En aquella época, a sus 33 años, después de una exitosa carrera como dirigente sindical en la región del Urabá antioqueño, el abogado manizaleño Bernardo Jaramillo Ossa oficiaba como representante a la Cámara e integrante de la Comisión de Asuntos Laborales del Congreso. Con su designación como presidente de la UP saltó al escenario nacional asumiendo un erguido papel en defensa de su organización, y también denunciando a quienes ya se habían ensañado contra este movimiento político.

Surgida como base esencial de los acuerdos de paz entre el gobierno de Belisario Betancur y las Farc, la Unión Patriótica ya era blanco de innumerables ataques del paramilitarismo, en varias ocasiones asociado con integrantes de las Fuerzas Armadas. La mayoría de sus congresistas, diputados, concejales o alcaldes electos habían sido objeto de atentados, y su máximo jerarca Jaime Pardo Leal cayó abatido por las balas asesinas, en un hecho que tuvo lugar cuando el líder político viajaba con su familia hacia Bogotá.

Ante las evidencias, Jaramillo Ossa no dudó en culpar al militarismo del magnicidio de Pardo Leal y particularmente la emprendió contra el entonces ministro de Defensa, general Rafael Samudio Molina a quien calificó como “el general de la muerte que quiere la guerra”. Como era de esperarse la respuesta de los generales fue contundente y después de recibir el apoyo del presidente Virgilio Barco, calificaron las expresiones de Jaramillo como “inmaduras, mendaces, ligeras e inapropiadas”.

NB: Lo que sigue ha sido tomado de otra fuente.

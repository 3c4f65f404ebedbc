//! Seasonal aggregation of stored pasture statistics.
//!
//! Rows are grouped per (ranch, pasture, model) and each biomass measure is
//! reduced with an [`AggFunc`], skipping rejected (null) values. Date windows
//! are exclusive on both ends.

use std::collections::{BTreeMap, BTreeSet};
use std::str::FromStr;

use chrono::{Datelike, NaiveDate};
use serde::{Deserialize, Serialize};

use crate::core::statistics;
use crate::store::record::{PastureStatRecord, MEASURES};
use crate::types::{RangesatError, RangesatResult};

/// Reduction applied to each measure
#[derive(Debug, Clone, Copy, PartialEq, Eq, Hash, Serialize, Deserialize)]
#[serde(try_from = "String", into = "String")]
pub enum AggFunc {
    Mean,
    Median,
    Sum,
    Count,
    Max,
    Min,
    StdDev,
}

impl AggFunc {
    pub const ALL: [AggFunc; 7] = [
        AggFunc::Mean,
        AggFunc::Median,
        AggFunc::Sum,
        AggFunc::Count,
        AggFunc::Max,
        AggFunc::Min,
        AggFunc::StdDev,
    ];

    pub fn name(&self) -> &'static str {
        match self {
            AggFunc::Mean => "mean",
            AggFunc::Median => "median",
            AggFunc::Sum => "sum",
            AggFunc::Count => "count",
            AggFunc::Max => "max",
            AggFunc::Min => "min",
            AggFunc::StdDev => "std",
        }
    }

    /// `None` for an empty input, except `Count` which is 0
    pub fn apply(&self, values: &[f64]) -> Option<f64> {
        match self {
            AggFunc::Count => Some(values.len() as f64),
            _ if values.is_empty() => None,
            AggFunc::Mean => statistics::mean(values),
            AggFunc::Median => statistics::quantile(values, 0.5),
            AggFunc::Sum => Some(values.iter().sum()),
            AggFunc::Max => values.iter().copied().reduce(f64::max),
            AggFunc::Min => values.iter().copied().reduce(f64::min),
            AggFunc::StdDev => statistics::std_dev(values),
        }
    }
}

impl std::fmt::Display for AggFunc {
    fn fmt(&self, f: &mut std::fmt::Formatter<'_>) -> std::fmt::Result {
        f.write_str(self.name())
    }
}

impl FromStr for AggFunc {
    type Err = RangesatError;

    fn from_str(s: &str) -> Result<Self, Self::Err> {
        match s.trim().to_ascii_lowercase().as_str() {
            "mean" | "avg" => Ok(AggFunc::Mean),
            "median" => Ok(AggFunc::Median),
            "sum" => Ok(AggFunc::Sum),
            "count" => Ok(AggFunc::Count),
            "max" => Ok(AggFunc::Max),
            "min" => Ok(AggFunc::Min),
            "std" | "stddev" | "sd" => Ok(AggFunc::StdDev),
            other => Err(RangesatError::Configuration(format!(
                "unknown aggregation function '{}'",
                other
            ))),
        }
    }
}

impl TryFrom<String> for AggFunc {
    type Error = RangesatError;

    fn try_from(value: String) -> Result<Self, Self::Error> {
        value.parse()
    }
}

impl From<AggFunc> for String {
    fn from(value: AggFunc) -> Self {
        value.name().to_string()
    }
}

/// Calendar day without a year, `MM-DD`
#[derive(Debug, Clone, Copy, PartialEq, Eq, PartialOrd, Ord)]
pub struct MonthDay {
    pub month: u32,
    pub day: u32,
}

impl MonthDay {
    pub fn new(month: u32, day: u32) -> RangesatResult<Self> {
        // validated against a leap year so 02-29 is accepted
        NaiveDate::from_ymd_opt(2000, month, day)
            .map(|_| Self { month, day })
            .ok_or_else(|| RangesatError::Configuration(format!("invalid month-day {:02}-{:02}", month, day)))
    }

    pub fn in_year(&self, year: i32) -> RangesatResult<NaiveDate> {
        NaiveDate::from_ymd_opt(year, self.month, self.day).ok_or_else(|| {
            RangesatError::Configuration(format!("{:02}-{:02} does not exist in {}", self.month, self.day, year))
        })
    }
}

impl FromStr for MonthDay {
    type Err = RangesatError;

    fn from_str(s: &str) -> Result<Self, Self::Err> {
        let invalid = || RangesatError::Configuration(format!("expected MM-DD, got '{}'", s));
        let (month, day) = s.trim().split_once('-').ok_or_else(invalid)?;
        let month = month.parse().map_err(|_| invalid())?;
        let day = day.parse().map_err(|_| invalid())?;
        MonthDay::new(month, day)
    }
}

impl std::fmt::Display for MonthDay {
    fn fmt(&self, f: &mut std::fmt::Formatter<'_>) -> std::fmt::Result {
        write!(f, "{:02}-{:02}", self.month, self.day)
    }
}

/// Aggregated measures of one pasture and model
#[derive(Debug, Clone, PartialEq, Serialize, Deserialize)]
pub struct PastureAggregate {
    pub ranch: String,
    pub pasture: String,
    pub model: String,
    /// Set by [`multiyear`]
    pub year: Option<i32>,
    /// Rows in the group, accepted or not
    pub n_scenes: usize,
    pub biomass_mean_gpm: Option<f64>,
    pub biomass_ci90_gpm: Option<f64>,
    pub biomass_10pct_gpm: Option<f64>,
    pub biomass_75pct_gpm: Option<f64>,
    pub biomass_90pct_gpm: Option<f64>,
    pub biomass_total_kg: Option<f64>,
    pub biomass_sd_gpm: Option<f64>,
    pub summer_vi_mean_gpm: Option<f64>,
    pub fall_vi_mean_gpm: Option<f64>,
}

type GroupKey = (String, String, String);

fn group_key(row: &PastureStatRecord) -> GroupKey {
    (row.ranch.clone(), row.pasture.clone(), row.model.clone())
}

fn reduce(key: &GroupKey, year: Option<i32>, rows: &[&PastureStatRecord], agg: AggFunc) -> PastureAggregate {
    let measure = |name: &str| {
        let values: Vec<f64> = rows.iter().filter_map(|r| r.measure(name)).collect();
        agg.apply(&values)
    };
    let [mean, ci90, p10, p75, p90, total, sd, summer, fall] = MEASURES.map(measure);
    PastureAggregate {
        ranch: key.0.clone(),
        pasture: key.1.clone(),
        model: key.2.clone(),
        year,
        n_scenes: rows.len(),
        biomass_mean_gpm: mean,
        biomass_ci90_gpm: ci90,
        biomass_10pct_gpm: p10,
        biomass_75pct_gpm: p75,
        biomass_90pct_gpm: p90,
        biomass_total_kg: total,
        biomass_sd_gpm: sd,
        summer_vi_mean_gpm: summer,
        fall_vi_mean_gpm: fall,
    }
}

fn grouped<'a, I>(rows: I) -> BTreeMap<GroupKey, Vec<&'a PastureStatRecord>>
where
    I: IntoIterator<Item = &'a PastureStatRecord>,
{
    let mut groups: BTreeMap<GroupKey, Vec<&PastureStatRecord>> = BTreeMap::new();
    for row in rows {
        groups.entry(group_key(row)).or_default().push(row);
    }
    groups
}

fn within(date: NaiveDate, start: NaiveDate, end: NaiveDate) -> bool {
    start < date && date < end
}

/// One aggregate per pasture and model over every row
pub fn aggregate_by_pasture(rows: &[PastureStatRecord], agg: AggFunc) -> Vec<PastureAggregate> {
    grouped(rows)
        .iter()
        .map(|(key, group)| reduce(key, None, group, agg))
        .collect()
}

/// Aggregate rows acquired strictly between `start` and `end` of `year`
pub fn intrayear(
    rows: &[PastureStatRecord],
    year: i32,
    start: MonthDay,
    end: MonthDay,
    agg: AggFunc,
) -> RangesatResult<Vec<PastureAggregate>> {
    let (first, last) = (start.in_year(year)?, end.in_year(year)?);
    let selected = rows.iter().filter(|r| within(r.acquisition_date, first, last));
    Ok(grouped(selected)
        .iter()
        .map(|(key, group)| reduce(key, None, group, agg))
        .collect())
}

/// Aggregate the seasonal window of every year strictly between
/// `start_year` and `end_year` into one value per pasture
pub fn interyear(
    rows: &[PastureStatRecord],
    start_year: i32,
    end_year: i32,
    start: MonthDay,
    end: MonthDay,
    agg: AggFunc,
) -> RangesatResult<Vec<PastureAggregate>> {
    let mut selected = Vec::new();
    for row in rows {
        let year = row.acquisition_date.year();
        if start_year < year && year < end_year && within(row.acquisition_date, start.in_year(year)?, end.in_year(year)?) {
            selected.push(row);
        }
    }
    Ok(grouped(selected)
        .iter()
        .map(|(key, group)| reduce(key, None, group, agg))
        .collect())
}

/// One aggregate per pasture, model and year in `start_year..=end_year`.
/// Pastures without rows in a year still appear, with null measures.
pub fn multiyear(
    rows: &[PastureStatRecord],
    start_year: i32,
    end_year: i32,
    start: MonthDay,
    end: MonthDay,
    agg: AggFunc,
) -> RangesatResult<Vec<PastureAggregate>> {
    let keys: BTreeSet<GroupKey> = rows.iter().map(group_key).collect();
    let mut out = Vec::new();
    for year in start_year..=end_year {
        let (first, last) = (start.in_year(year)?, end.in_year(year)?);
        let groups = grouped(rows.iter().filter(|r| within(r.acquisition_date, first, last)));
        for key in &keys {
            let group = groups.get(key).map(Vec::as_slice).unwrap_or(&[]);
            out.push(reduce(key, Some(year), group, agg));
        }
    }
    out.sort_by(|a, b| {
        (&a.ranch, &a.pasture, a.year, &a.model).cmp(&(&b.ranch, &b.pasture, b.year, &b.model))
    });
    Ok(out)
}

#[cfg(test)]
mod tests {
    use super::*;
    use crate::store::record::fixtures::record;
    use approx::assert_relative_eq;

    fn md(s: &str) -> MonthDay {
        s.parse().unwrap()
    }

    fn rows() -> Vec<PastureStatRecord> {
        vec![
            record("Ranch A", "North", "herb", (2015, 5, 1), Some(100.0)),
            record("Ranch A", "North", "herb", (2015, 6, 15), Some(200.0)),
            record("Ranch A", "North", "herb", (2015, 9, 30), Some(400.0)),
            record("Ranch A", "North", "herb", (2016, 6, 15), None),
            record("Ranch A", "North", "herb", (2017, 6, 15), Some(300.0)),
            record("Ranch B", "East", "herb", (2015, 6, 15), Some(50.0)),
        ]
    }

    #[test]
    fn test_agg_func_string_round_trip() {
        for agg in AggFunc::ALL {
            assert_eq!(agg.to_string().parse::<AggFunc>().unwrap(), agg);
            let yaml = serde_yaml::to_string(&agg).unwrap();
            assert_eq!(serde_yaml::from_str::<AggFunc>(&yaml).unwrap(), agg);
        }
        assert_eq!("StdDev".parse::<AggFunc>().unwrap(), AggFunc::StdDev);
        assert!("mode".parse::<AggFunc>().is_err());
    }

    #[test]
    fn test_agg_func_values() {
        let v = [1.0, 2.0, 3.0, 10.0];
        assert_eq!(AggFunc::Mean.apply(&v), Some(4.0));
        assert_eq!(AggFunc::Median.apply(&v), Some(2.5));
        assert_eq!(AggFunc::Sum.apply(&v), Some(16.0));
        assert_eq!(AggFunc::Count.apply(&v), Some(4.0));
        assert_eq!(AggFunc::Max.apply(&v), Some(10.0));
        assert_eq!(AggFunc::Min.apply(&v), Some(1.0));
        assert_relative_eq!(AggFunc::StdDev.apply(&v).unwrap(), 12.5f64.sqrt(), epsilon = 1e-12);
        assert_eq!(AggFunc::Mean.apply(&[]), None);
        assert_eq!(AggFunc::Count.apply(&[]), Some(0.0));
    }

    #[test]
    fn test_month_day_parsing() {
        assert_eq!(md("05-01"), MonthDay { month: 5, day: 1 });
        assert_eq!(md("02-29").to_string(), "02-29");
        assert!("13-01".parse::<MonthDay>().is_err());
        assert!("0501".parse::<MonthDay>().is_err());
        assert!(md("02-29").in_year(2015).is_err());
    }

    #[test]
    fn test_aggregate_by_pasture_skips_nulls() {
        let out = aggregate_by_pasture(&rows(), AggFunc::Mean);
        assert_eq!(out.len(), 2);
        assert_eq!((out[0].ranch.as_str(), out[0].pasture.as_str()), ("Ranch A", "North"));
        assert_eq!(out[0].n_scenes, 5);
        assert_eq!(out[0].biomass_mean_gpm, Some(250.0));
        assert_eq!(out[1].biomass_mean_gpm, Some(50.0));
    }

    #[test]
    fn test_intrayear_window_is_exclusive() {
        let out = intrayear(&rows(), 2015, md("05-01"), md("09-30"), AggFunc::Mean).unwrap();
        let north = out.iter().find(|a| a.pasture == "North").unwrap();
        // 05-01 and 09-30 fall on the window edges
        assert_eq!(north.n_scenes, 1);
        assert_eq!(north.biomass_mean_gpm, Some(200.0));

        let wide = intrayear(&rows(), 2015, md("04-30"), md("10-01"), AggFunc::Count).unwrap();
        let north = wide.iter().find(|a| a.pasture == "North").unwrap();
        assert_eq!(north.biomass_mean_gpm, Some(3.0));
    }

    #[test]
    fn test_interyear_excludes_boundary_years() {
        let out = interyear(&rows(), 2015, 2018, md("06-01"), md("07-01"), AggFunc::Max).unwrap();
        assert_eq!(out.len(), 1);
        assert_eq!(out[0].n_scenes, 2);
        assert_eq!(out[0].biomass_mean_gpm, Some(300.0));
    }

    #[test]
    fn test_multiyear_lists_every_year_sorted() {
        let out = multiyear(&rows(), 2015, 2017, md("06-01"), md("07-01"), AggFunc::Mean).unwrap();
        assert_eq!(out.len(), 6);
        let keys: Vec<(&str, Option<i32>)> = out.iter().map(|a| (a.ranch.as_str(), a.year)).collect();
        assert_eq!(
            keys,
            vec![
                ("Ranch A", Some(2015)),
                ("Ranch A", Some(2016)),
                ("Ranch A", Some(2017)),
                ("Ranch B", Some(2015)),
                ("Ranch B", Some(2016)),
                ("Ranch B", Some(2017)),
            ]
        );
        assert_eq!(out[0].biomass_mean_gpm, Some(200.0));
        assert_eq!(out[1].biomass_mean_gpm, None);
        assert_eq!(out[1].n_scenes, 1);
        assert_eq!(out[4].n_scenes, 0);
    }
}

Desde ese momento, las relaciones entre Bernardo Jaramillo y los sectores de derecha fueron tensas. Ni el dirigente de la Unión Patriótica se calló ni tampoco dejaron de fustigarlo los más radicales opositores de cualquier intento de negociación con la guerrilla. Fueron dos años y medio en los que semana tras semana la UP tuvo que asistir a funerales de sus miembros asesinados, tiempo durante el cual su máximo dirigente fue ganando un protagonismo político que lo convirtió en candidato presidencial.

No obstante, en medio de la violencia circundante por la guerra entre el Estado y la mafia de Pablo Escobar Gaviria, en el río revuelto empezaron a aprovechar otros grupos armados que le daban fuerza al paramilitarismo en auge. En particular, después de sucesivas matanzas para diezmar las bases políticas de la UP, especialmente en la región de Urabá, el departamento de Córdoba y el nordeste antioqueño, desataron su violencia los paramilitares de Fidel, Vicente y Carlos Castaño Gil.

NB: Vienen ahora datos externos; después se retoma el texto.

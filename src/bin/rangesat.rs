//! Command line front end: process a location, rebuild its database and
//! query pasture statistics.

use std::io;
use std::path::PathBuf;

use anyhow::{bail, Context};
use chrono::NaiveDate;
use clap::{Parser, Subcommand, ValueEnum};
use serde::Serialize;

use rangesat::pipeline::{build_database, process_location};
use rangesat::store::aggregate::{self, MonthDay};
use rangesat::{AggFunc, LocationConfig, ResultStore, Scene, StatsFilter};

#[derive(Parser)]
#[command(name = "rangesat")]
#[command(version = env!("CARGO_PKG_VERSION"))]
#[command(about = "Landsat rangeland biomass processing", long_about = None)]
struct Cli {
    /// Log level (trace, debug, info, warn, error)
    #[arg(short, long, default_value = "info")]
    log_level: String,

    #[command(subcommand)]
    command: Command,
}

#[derive(Subcommand)]
enum Command {
    /// Process every scene of a location and rebuild its database
    Process {
        /// Location YAML configuration
        config: PathBuf,
        /// Reprocess scenes that already have output or a failure marker
        #[arg(long)]
        overwrite: bool,
    },
    /// Merge the per-scene CSV files into the location database
    BuildDb { config: PathBuf },
    /// Print the metadata of a scene directory or archive
    Inspect { scene: PathBuf },
    /// Query stored pasture statistics as CSV on stdout
    Query(QueryArgs),
}

#[derive(Clone, Copy, PartialEq, Eq, ValueEnum)]
enum QueryMode {
    Rows,
    ByPasture,
    Intrayear,
    Interyear,
    Multiyear,
}

#[derive(clap::Args)]
struct QueryArgs {
    config: PathBuf,
    #[arg(long, value_enum, default_value = "rows")]
    mode: QueryMode,
    #[arg(long)]
    ranch: Option<String>,
    #[arg(long)]
    pasture: Option<String>,
    /// Acquisition date (YYYY-MM-DD)
    #[arg(long)]
    date: Option<NaiveDate>,
    #[arg(long)]
    year: Option<i32>,
    #[arg(long)]
    model: Option<String>,
    #[arg(long, default_value = "mean")]
    agg: AggFunc,
    /// Season start (MM-DD), exclusive
    #[arg(long, default_value = "05-01")]
    start: MonthDay,
    /// Season end (MM-DD), exclusive
    #[arg(long, default_value = "10-01")]
    end: MonthDay,
    #[arg(long)]
    start_year: Option<i32>,
    #[arg(long)]
    end_year: Option<i32>,
}

fn write_csv<T: Serialize>(rows: &[T]) -> anyhow::Result<()> {
    let mut writer = csv::Writer::from_writer(io::stdout().lock());
    for row in rows {
        writer.serialize(row)?;
    }
    writer.flush()?;
    Ok(())
}

fn query(args: QueryArgs) -> anyhow::Result<()> {
    let config = LocationConfig::load(&args.config)?;
    let db_path = config.db_path();
    if !db_path.exists() {
        bail!("{} does not exist, run build-db first", db_path.display());
    }
    let store = ResultStore::open(&db_path)?;

    let filter = StatsFilter {
        ranch: args.ranch,
        pasture: args.pasture,
        acquisition_date: args.date,
        model: args.model,
        year: if args.mode == QueryMode::Rows { args.year } else { None },
        ..Default::default()
    };
    let rows = store.query(&filter)?;

    let year_range = || -> anyhow::Result<(i32, i32)> {
        match (args.start_year, args.end_year) {
            (Some(a), Some(b)) => Ok((a, b)),
            _ => bail!("--start-year and --end-year are required"),
        }
    };

    match args.mode {
        QueryMode::Rows => write_csv(&rows),
        QueryMode::ByPasture => write_csv(&aggregate::aggregate_by_pasture(&rows, args.agg)),
        QueryMode::Intrayear => {
            let year = args.year.context("--year is required for intrayear")?;
            write_csv(&aggregate::intrayear(&rows, year, args.start, args.end, args.agg)?)
        }
        QueryMode::Interyear => {
            let (a, b) = year_range()?;
            write_csv(&aggregate::interyear(&rows, a, b, args.start, args.end, args.agg)?)
        }
        QueryMode::Multiyear => {
            let (a, b) = year_range()?;
            write_csv(&aggregate::multiyear(&rows, a, b, args.start, args.end, args.agg)?)
        }
    }
}

fn main() -> anyhow::Result<()> {
    let cli = Cli::parse();
    env_logger::Builder::from_env(env_logger::Env::default().default_filter_or(&cli.log_level)).init();

    match cli.command {
        Command::Process { config, overwrite } => {
            let config = LocationConfig::load(&config)?;
            let report = process_location(&config, overwrite)?;
            println!(
                "processed {}, skipped {}, failed {}",
                report.processed.len(),
                report.skipped.len(),
                report.failed.len()
            );
            for (scene, reason) in &report.failed {
                println!("  failed {}: {}", scene, reason);
            }
        }
        Command::BuildDb { config } => {
            let config = LocationConfig::load(&config)?;
            let rows = build_database(&config.out_dir, &config.db_path())?;
            println!("{} rows in {}", rows, config.db_path().display());
        }
        Command::Inspect { scene } => {
            let scene = Scene::open(&scene)?;
            print!("{}", serde_yaml::to_string(&scene.summary()?)?);
            println!("bands: {}", scene.band_names().join(", "));
        }
        Command::Query(args) => query(args)?,
    }
    Ok(())
}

En temas de narcotráfico, en especial Fidel y Vicente Castaño compartían negocios con el Cartel de Medellín. El menor de los tres hermanos, Carlos, no simpatizaba mucho con Pablo Escobar, pero cumplía una labor que de alguna manera le era útil: asesinatos a diestra y siniestra en Medellín que aumentaban el clima de terror existente. En la parte culminante de la sangrienta campaña presidencial de 1989-1990, los Castaño aprovecharon la crisis para cometer sus propios magnicidios.

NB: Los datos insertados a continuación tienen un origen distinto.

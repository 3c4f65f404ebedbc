//! Reductions over the valid values of a region.
//!
//! All functions take the already-filtered sample and return `None` for an
//! empty sample rather than NaN.

use serde::{Deserialize, Serialize};

/// z-score of the two-sided 90% interval
pub const Z_90: f64 = 1.645;

pub fn mean(values: &[f64]) -> Option<f64> {
    if values.is_empty() {
        return None;
    }
    Some(values.iter().sum::<f64>() / values.len() as f64)
}

/// Population standard deviation (divisor n)
pub fn std_dev(values: &[f64]) -> Option<f64> {
    let m = mean(values)?;
    let var = values.iter().map(|v| (v - m).powi(2)).sum::<f64>() / values.len() as f64;
    Some(var.sqrt())
}

/// `1.645 * sd / sqrt(n)`
pub fn ci90(sd: f64, n: usize) -> Option<f64> {
    if n == 0 {
        return None;
    }
    Some(Z_90 * sd / (n as f64).sqrt())
}

/// Quantile with linear interpolation between closest ranks
pub fn quantile(values: &[f64], q: f64) -> Option<f64> {
    let sorted = sorted_copy(values)?;
    Some(quantile_sorted(&sorted, q))
}

fn sorted_copy(values: &[f64]) -> Option<Vec<f64>> {
    if values.is_empty() {
        return None;
    }
    let mut sorted = values.to_vec();
    sorted.sort_by(|a, b| a.total_cmp(b));
    Some(sorted)
}

fn quantile_sorted(sorted: &[f64], q: f64) -> f64 {
    let q = q.clamp(0.0, 1.0);
    let pos = q * (sorted.len() - 1) as f64;
    let lo = pos.floor() as usize;
    let hi = pos.ceil() as usize;
    let frac = pos - lo as f64;
    sorted[lo] + (sorted[hi] - sorted[lo]) * frac
}

/// The summary reported for every statistic block of a record
#[derive(Debug, Clone, Copy, PartialEq, Serialize, Deserialize)]
pub struct Summary {
    pub count: usize,
    pub mean: f64,
    pub sd: f64,
    pub ci90: f64,
    pub p10: f64,
    pub p75: f64,
    pub p90: f64,
}

impl Summary {
    pub fn of(values: &[f64]) -> Option<Self> {
        let sorted = sorted_copy(values)?;
        let mean = mean(&sorted)?;
        let sd = std_dev(&sorted)?;
        Some(Self {
            count: sorted.len(),
            mean,
            sd,
            ci90: ci90(sd, sorted.len())?,
            p10: quantile_sorted(&sorted, 0.1),
            p75: quantile_sorted(&sorted, 0.75),
            p90: quantile_sorted(&sorted, 0.9),
        })
    }
}

#[cfg(test)]
mod tests {
    use super::*;
    use approx::assert_relative_eq;

    #[test]
    fn test_empty_sample_is_none() {
        assert_eq!(mean(&[]), None);
        assert_eq!(std_dev(&[]), None);
        assert_eq!(quantile(&[], 0.5), None);
        assert!(Summary::of(&[]).is_none());
        assert_eq!(ci90(1.0, 0), None);
    }

    #[test]
    fn test_quantile_linear_interpolation() {
        let v = [4.0, 1.0, 3.0, 2.0, 5.0];
        assert_relative_eq!(quantile(&v, 0.1).unwrap(), 1.4, epsilon = 1e-12);
        assert_relative_eq!(quantile(&v, 0.75).unwrap(), 4.0);
        assert_relative_eq!(quantile(&v, 0.9).unwrap(), 4.6, epsilon = 1e-12);
        assert_relative_eq!(quantile(&v, 0.0).unwrap(), 1.0);
        assert_relative_eq!(quantile(&v, 1.0).unwrap(), 5.0);
    }

    #[test]
    fn test_population_sd_and_ci() {
        let v = [2.0, 4.0, 4.0, 4.0, 5.0, 5.0, 7.0, 9.0];
        let s = Summary::of(&v).unwrap();
        assert_relative_eq!(s.mean, 5.0);
        assert_relative_eq!(s.sd, 2.0);
        assert_relative_eq!(s.ci90, 1.645 * 2.0 / 8f64.sqrt(), epsilon = 1e-12);
        assert!(s.p10 <= s.p75 && s.p75 <= s.p90);
    }

    #[test]
    fn test_single_value() {
        let s = Summary::of(&[3.5]).unwrap();
        assert_eq!(s.count, 1);
        assert_eq!(s.sd, 0.0);
        assert_eq!(s.p10, 3.5);
        assert_eq!(s.p90, 3.5);
    }
}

Esta racha de crímenes políticos de alto impacto se inició el viernes 27 de octubre de 1989, cuando cuatro individuos asesinaron en su propia oficina al segundo vicepresidente de la Asamblea de Antioquia y miembro principal de la UP, Gabriel Jaime Santamaría Montoya. Nunca se le explicó al país cómo los sicarios se abrieron paso a través del Centro Administrativo La Alpujarra, en Medellín, sede de los gobiernos departamental y municipal, para cometer el asesinato en medio de un gran despliegue de Fuerza Pública.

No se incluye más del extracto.